▶ [Collected data entries]:
//! Single binary web server: JSON API over the tournament engine.
//! Run with: cargo run --bin web
//! Listens on 0.0.0.0:8080 by default so the app is reachable via DNS on a VPS.
//! Override with env: HOST (e.g. 0.0.0.0), PORT (e.g. 8080).

use actix_web::{
    get, post,
    web::{Data, Json, Path, Query},
    App, HttpResponse, HttpServer, Responder,
};
use chrono::Utc;
use petanque_tournament_web::{
    advance_bracket, advance_groups, expire_timer, generate_bracket, generate_swiss_round,
    group_standings, start_timer, start_tournament, stop_timer, submit_score,
    tournament_progress, tournament_standings, BracketSide, ErrorKind, MatchFilter, MatchId,
    MatchStatus, StageKind, TeamRegistration, Tournament, TournamentError, TournamentId,
    TournamentSettings,
};
use serde::Deserialize;
use std::collections::HashMap;
use std::sync::RwLock;
use std::time::{Duration, Instant};

/// Per-tournament entry: tournament data + last activity time (for auto-cleanup).
struct TournamentEntry {
    tournament: Tournament,
    last_activity: Instant,
}

/// In-memory state: many tournaments by ID. Entries are removed after 12h inactivity.
type AppState = Data<RwLock<HashMap<TournamentId, TournamentEntry>>>;

/// Inactivity threshold: tournaments not accessed for this long are removed.
const INACTIVITY_TIMEOUT: Duration = Duration::from_secs(12 * 3600);

#[derive(serde::Serialize)]
struct HealthResponse {
    ok: bool,
    service: &'static str,
}

#[derive(Deserialize)]
struct RegisterTeamsBody {
    teams: Vec<TeamRegistration>,
}

#[derive(Deserialize)]
struct ScoreBody {
    team_1_score: u32,
    team_2_score: u32,
    finished_before_time_limit: Option<bool>,
}

#[derive(Deserialize)]
struct GroupAdvanceBody {
    group_number: Option<u32>,
}

#[derive(Deserialize)]
struct StandingsQuery {
    group: Option<u32>,
}

/// Query params for the match listing; renamed onto MatchFilter at the boundary.
#[derive(Deserialize)]
struct MatchesQuery {
    stage: Option<StageKind>,
    round: Option<u32>,
    group: Option<u32>,
    status: Option<MatchStatus>,
}

/// Path segment: tournament id (e.g. /api/tournaments/{id})
#[derive(Deserialize)]
struct TournamentPath {
    id: TournamentId,
}

/// Path segments: tournament id and match id.
#[derive(Deserialize)]
struct TournamentMatchPath {
    id: TournamentId,
    match_id: MatchId,
}

/// Path segments: tournament id and bracket side ("winners" / "losers").
#[derive(Deserialize)]
struct BracketPath {
    id: TournamentId,
    side: BracketSide,
}

fn error_response(e: &TournamentError) -> HttpResponse {
    let body = serde_json::json!({ "error": e.to_string() });
    match e.kind() {
        ErrorKind::Validation => HttpResponse::BadRequest().json(body),
        ErrorKind::NotFound => HttpResponse::NotFound().json(body),
        ErrorKind::Conflict => HttpResponse::Conflict().json(body),
        ErrorKind::Precondition => HttpResponse::UnprocessableEntity().json(body),
    }
}

fn no_tournament() -> HttpResponse {
    HttpResponse::NotFound().json(serde_json::json!({ "error": "No tournament" }))
}

#[get("/api/health")]
async fn api_health() -> impl Responder {
    HttpResponse::Ok().json(HealthResponse {
        ok: true,
        service: "petanque-tournament-web",
    })
}

/// Create a new tournament (returns it with id; client stores id for subsequent requests).
#[post("/api/tournaments")]
async fn api_create_tournament(state: AppState, body: Json<TournamentSettings>) -> HttpResponse {
    let tournament = match Tournament::new(body.into_inner()) {
        Ok(t) => t,
        Err(e) => return error_response(&e),
    };
    let id = tournament.id;
    let mut g = match state.write() {
        Ok(guard) => guard,
        Err(_) => return HttpResponse::InternalServerError().body("lock error"),
    };
    g.insert(
        id,
        TournamentEntry {
            tournament,
            last_activity: Instant::now(),
        },
    );
    HttpResponse::Ok().json(&g[&id].tournament)
}

/// Get a tournament by id (404 if not found). Touching it refreshes last_activity.
#[get("/api/tournaments/{id}")]
async fn api_get_tournament(state: AppState, path: Path<TournamentPath>) -> HttpResponse {
    let mut g = match state.write() {
        Ok(guard) => guard,
        Err(_) => return HttpResponse::InternalServerError().body("lock error"),
    };
    match g.get_mut(&path.id) {
        Some(entry) => {
            entry.last_activity = Instant::now();
            HttpResponse::Ok().json(&entry.tournament)
        }
        None => no_tournament(),
    }
}
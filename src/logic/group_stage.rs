//! Group stage: the group draw, the second round, and qualification matches.

use crate::logic::qualification;
use crate::logic::standings::group_standings;
use crate::models::{
    GameMatch, MatchFilter, StageKind, TeamId, Tournament, TournamentError, TournamentFormat,
    TournamentStatus,
};
use rand::seq::SliceRandom;

/// Draw the groups: shuffle the registered teams, then place them.
/// Called once when a GROUP tournament starts.
pub fn draw_groups(tournament: &mut Tournament) -> Result<usize, TournamentError> {
    let mut order: Vec<TeamId> = tournament.teams.iter().map(|t| t.id).collect();
    order.shuffle(&mut rand::thread_rng());
    place_groups(tournament, &order)
}

/// Deterministic core of the group draw: partition `order` into consecutive
/// chunks of the target size (last chunk may be smaller, but never 1),
/// assign group numbers, and create the round-1 matches pairing adjacent
/// teams of each chunk. A 3-team group has one round-1 match and one idle
/// team; no bye match is ever created.
pub fn place_groups(
    tournament: &mut Tournament,
    order: &[TeamId],
) -> Result<usize, TournamentError> {
    if tournament.format != TournamentFormat::Group {
        return Err(TournamentError::WrongFormat);
    }
    if tournament.status != TournamentStatus::Ongoing {
        return Err(TournamentError::NotOngoing);
    }
    if tournament
        .matches_where(MatchFilter::stage(StageKind::Group))
        .next()
        .is_some()
    {
        return Err(TournamentError::StageAlreadyGenerated);
    }
    if order.len() != tournament.teams.len() {
        return Err(TournamentError::InvalidSettings(
            "draw order must list each registered team exactly once",
        ));
    }
    for &id in order {
        if tournament.team(id).is_none() {
            return Err(TournamentError::TeamNotFound(id));
        }
    }
    let n = order.len();
    if n < 2 {
        return Err(TournamentError::NotEnoughTeams { required: 2, have: n });
    }
    let target = tournament.group_target_size.unwrap_or(4) as usize;
    if n % target == 1 {
        return Err(TournamentError::GroupOfOne);
    }

    // Build everything before touching the aggregate: all-or-nothing.
    let time_limit = tournament.match_time_limit();
    let mut assignments: Vec<(TeamId, u32)> = Vec::with_capacity(n);
    let mut new_matches: Vec<GameMatch> = Vec::new();
    for (idx, chunk) in order.chunks(target).enumerate() {
        let group_number = idx as u32 + 1;
        for &id in chunk {
            assignments.push((id, group_number));
        }
        for pair in chunk.chunks(2) {
            if let [a, b] = pair {
                new_matches.push(GameMatch::new(
                    tournament.id,
                    StageKind::Group,
                    1,
                    Some(group_number),
                    *a,
                    *b,
                    time_limit,
                ));
            }
        }
    }

    for (id, group_number) in assignments {
        if let Some(team) = tournament.team_mut(id) {
            team.group_number = Some(group_number);
        }
    }
    let created = new_matches.len();
    tournament.matches.append(&mut new_matches);
    Ok(created)
}

/// Generate round 2 for a group: rank the group by the group-round policy
/// and pair adjacent ranks, preferring opponents the team has not met yet.
/// With decisive round-1 results this pairs the winners together and the
/// losers together; a 3-team group brings its idle team into play.
pub fn generate_second_round(
    tournament: &mut Tournament,
    group_number: u32,
) -> Result<usize, TournamentError> {
    group_guards(tournament, group_number)?;
    let round_2 = MatchFilter::stage_round(StageKind::Group, 2).group(group_number);
    if tournament.matches_where(round_2).next().is_some() {
        return Err(TournamentError::StageAlreadyGenerated);
    }
    let round_1 = MatchFilter::stage_round(StageKind::Group, 1).group(group_number);
    let outstanding = tournament.outstanding_matches(round_1);
    if outstanding > 0 {
        return Err(TournamentError::RoundIncomplete { outstanding });
    }

    let ranked: Vec<TeamId> = group_standings(tournament, group_number)?
        .into_iter()
        .map(|row| row.team_id)
        .collect();
    let pairs = pair_avoiding_rematches(tournament, &ranked);

    let time_limit = tournament.match_time_limit();
    let mut new_matches: Vec<GameMatch> = pairs
        .into_iter()
        .map(|(a, b)| {
            GameMatch::new(
                tournament.id,
                StageKind::Group,
                2,
                Some(group_number),
                a,
                b,
                time_limit,
            )
        })
        .collect();
    let created = new_matches.len();
    tournament.matches.append(&mut new_matches);
    Ok(created)
}

/// Generate the group's qualification matches after round 2: winners final
/// (rank 1 vs 2, round 3) and, for groups of 4, a losers final (rank 3 vs 4).
/// In a group of 3 the third team is auto-qualified to the losers bracket
/// with no match. The finalists' qualification fields are marked now, not
/// when the finals complete.
pub fn generate_qualification(
    tournament: &mut Tournament,
    group_number: u32,
) -> Result<usize, TournamentError> {
    group_guards(tournament, group_number)?;
    let finals = MatchFilter::stage(StageKind::GroupWinnersFinal).group(group_number);
    if tournament.matches_where(finals).next().is_some() {
        return Err(TournamentError::StageAlreadyGenerated);
    }
    let round_2 = MatchFilter::stage_round(StageKind::Group, 2).group(group_number);
    if tournament.matches_where(round_2).next().is_none() {
        return Err(TournamentError::RoundNotGenerated { round: 2 });
    }
    let outstanding = tournament.outstanding_matches(round_2);
    if outstanding > 0 {
        return Err(TournamentError::RoundIncomplete { outstanding });
    }

    let ranked: Vec<TeamId> = group_standings(tournament, group_number)?
        .into_iter()
        .map(|row| row.team_id)
        .collect();

    let time_limit = tournament.match_time_limit();
    let mut new_matches = vec![GameMatch::new(
        tournament.id,
        StageKind::GroupWinnersFinal,
        3,
        Some(group_number),
        ranked[0],
        ranked[1],
        time_limit,
    )];
    if ranked.len() >= 4 {
        new_matches.push(GameMatch::new(
            tournament.id,
            StageKind::GroupLosersFinal,
            3,
            Some(group_number),
            ranked[2],
            ranked[3],
            time_limit,
        ));
    }

    let marked = ranked.len().min(4);
    qualification::mark_group_finalists(tournament, &ranked[..marked])?;
    let created = new_matches.len();
    tournament.matches.append(&mut new_matches);
    Ok(created)
}

fn group_guards(tournament: &Tournament, group_number: u32) -> Result<(), TournamentError> {
    if tournament.format != TournamentFormat::Group {
        return Err(TournamentError::WrongFormat);
    }
    if tournament.status != TournamentStatus::Ongoing {
        return Err(TournamentError::NotOngoing);
    }
    if tournament.teams_in_group(group_number).is_empty() {
        return Err(TournamentError::GroupNotFound(group_number));
    }
    Ok(())
}

/// Pair `ranked` greedily from the top: each team takes the best-ranked
/// remaining opponent it has not already played, falling back to the first
/// remaining one (a 2-team group replays its only pair). Odd-sized input
/// leaves the last unpaired team idle.
fn pair_avoiding_rematches(
    tournament: &Tournament,
    ranked: &[TeamId],
) -> Vec<(TeamId, TeamId)> {
    let mut remaining: Vec<TeamId> = ranked.to_vec();
    let mut pairs = Vec::new();
    while remaining.len() >= 2 {
        let a = remaining.remove(0);
        let pick = remaining
            .iter()
            .position(|&b| !have_met(tournament, a, b))
            .unwrap_or(0);
        let b = remaining.remove(pick);
        pairs.push((a, b));
    }
    pairs
}

fn have_met(tournament: &Tournament, a: TeamId, b: TeamId) -> bool {
    tournament
        .matches_where(MatchFilter::stage(StageKind::Group))
        .any(|m| m.involves(a) && m.involves(b))
}
//! Tournament engine logic: standings, pairing generators, stage
//! progression, match lifecycle, and qualification.

mod bracket;
mod group_stage;
mod match_play;
mod progression;
mod qualification;
mod setup;
mod standings;
mod swiss;

pub use bracket::{advance_bracket, round_display_name, side_winner, BracketAdvance};
pub use group_stage::{
    draw_groups, generate_qualification, generate_second_round, place_groups,
};
pub use match_play::{expire_timer, start_timer, stop_timer, submit_score};
pub use progression::{
    advance_groups, group_state, refresh_completion, tournament_progress, BracketSummary,
    GroupProgress, GroupState, TournamentProgress,
};
pub use qualification::generate_bracket;
pub use setup::start_tournament;
pub use standings::{
    group_standings, match_deltas, tournament_standings, ScoreDelta, ScoringPolicy, StandingsRow,
};
pub use swiss::generate_swiss_round;
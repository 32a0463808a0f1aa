//! Match data: stage kinds, bracket sides, match status, and the match record.

use crate::models::team::TeamId;
use crate::models::tournament::TournamentId;
use chrono::{DateTime, Utc};
use serde::{Deserialize, Serialize};
use uuid::Uuid;

/// Unique identifier for a match.
pub type MatchId = Uuid;

/// Which elimination bracket a team or match belongs to.
#[derive(Clone, Copy, Debug, Eq, Hash, PartialEq, Serialize, Deserialize)]
#[serde(rename_all = "snake_case")]
pub enum BracketSide {
    Winners,
    Losers,
}

impl BracketSide {
    /// The match stage for this bracket side.
    pub fn stage(self) -> StageKind {
        match self {
            BracketSide::Winners => StageKind::Winners,
            BracketSide::Losers => StageKind::Losers,
        }
    }
}

/// Competitive stage a match belongs to. Fixed at creation.
#[derive(Clone, Copy, Debug, Eq, Hash, PartialEq, Serialize, Deserialize)]
#[serde(rename_all = "snake_case")]
pub enum StageKind {
    Group,
    GroupWinnersFinal,
    GroupLosersFinal,
    Swiss,
    Winners,
    Losers,
}

impl StageKind {
    /// Knockout stages forbid draws and award no standings points.
    pub fn is_knockout(self) -> bool {
        matches!(
            self,
            StageKind::GroupWinnersFinal
                | StageKind::GroupLosersFinal
                | StageKind::Winners
                | StageKind::Losers
        )
    }

    /// Group winners/losers final.
    pub fn is_group_final(self) -> bool {
        matches!(self, StageKind::GroupWinnersFinal | StageKind::GroupLosersFinal)
    }
}

/// Lifecycle state of a match. COMPLETED is the only terminal state;
/// a timed-out match still accepts the score submission that finalizes it.
#[derive(Clone, Copy, Debug, Default, Eq, Hash, PartialEq, Serialize, Deserialize)]
#[serde(rename_all = "snake_case")]
pub enum MatchStatus {
    #[default]
    Pending,
    Ongoing,
    Completed,
    TimedOut,
}

/// A single match between two teams.
///
/// `stage`, `stage_round` and `group_number` never change after creation;
/// only the score, status and timer fields mutate.
#[derive(Clone, Debug, Eq, PartialEq, Serialize, Deserialize)]
pub struct GameMatch {
    pub id: MatchId,
    pub tournament_id: TournamentId,
    pub stage: StageKind,
    /// Round counter within the stage family (group rounds, Swiss rounds,
    /// or a bracket side's own counter).
    pub stage_round: u32,
    pub group_number: Option<u32>,
    pub team_1: TeamId,
    pub team_2: TeamId,
    /// None until the match is completed.
    pub team_1_score: Option<u32>,
    pub team_2_score: Option<u32>,
    /// Set at completion when the scores differ; always set in knockout stages.
    pub winner_team_id: Option<TeamId>,
    pub status: MatchStatus,
    pub time_limit_minutes: Option<u32>,
    pub timer_started_at: Option<DateTime<Utc>>,
    /// Set at completion: false when the match ran past its time limit.
    pub finished_before_time_limit: Option<bool>,
    pub ended_at: Option<DateTime<Utc>>,
}

impl GameMatch {
    pub fn new(
        tournament_id: TournamentId,
        stage: StageKind,
        stage_round: u32,
        group_number: Option<u32>,
        team_1: TeamId,
        team_2: TeamId,
        time_limit_minutes: Option<u32>,
    ) -> Self {
        Self {
            id: Uuid::new_v4(),
            tournament_id,
            stage,
            stage_round,
            group_number,
            team_1,
            team_2,
            team_1_score: None,
            team_2_score: None,
            winner_team_id: None,
            status: MatchStatus::Pending,
            time_limit_minutes,
            timer_started_at: None,
            finished_before_time_limit: None,
            ended_at: None,
        }
    }

    pub fn is_completed(&self) -> bool {
        self.status == MatchStatus::Completed
    }

    pub fn involves(&self, team: TeamId) -> bool {
        self.team_1 == team || self.team_2 == team
    }

    /// The participant that did not win (meaningful once a winner is set).
    pub fn loser_team_id(&self) -> Option<TeamId> {
        let winner = self.winner_team_id?;
        if winner == self.team_1 {
            Some(self.team_2)
        } else {
            Some(self.team_1)
        }
    }
}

▶ [Task goal]: Copy each line containing the word "next" from the data.

▶ [Solution for this exercise]:
        .next()
    if tournament.matches_where(round_2).next().is_some() {
    if tournament.matches_where(finals).next().is_some() {
    if tournament.matches_where(round_2).next().is_none() {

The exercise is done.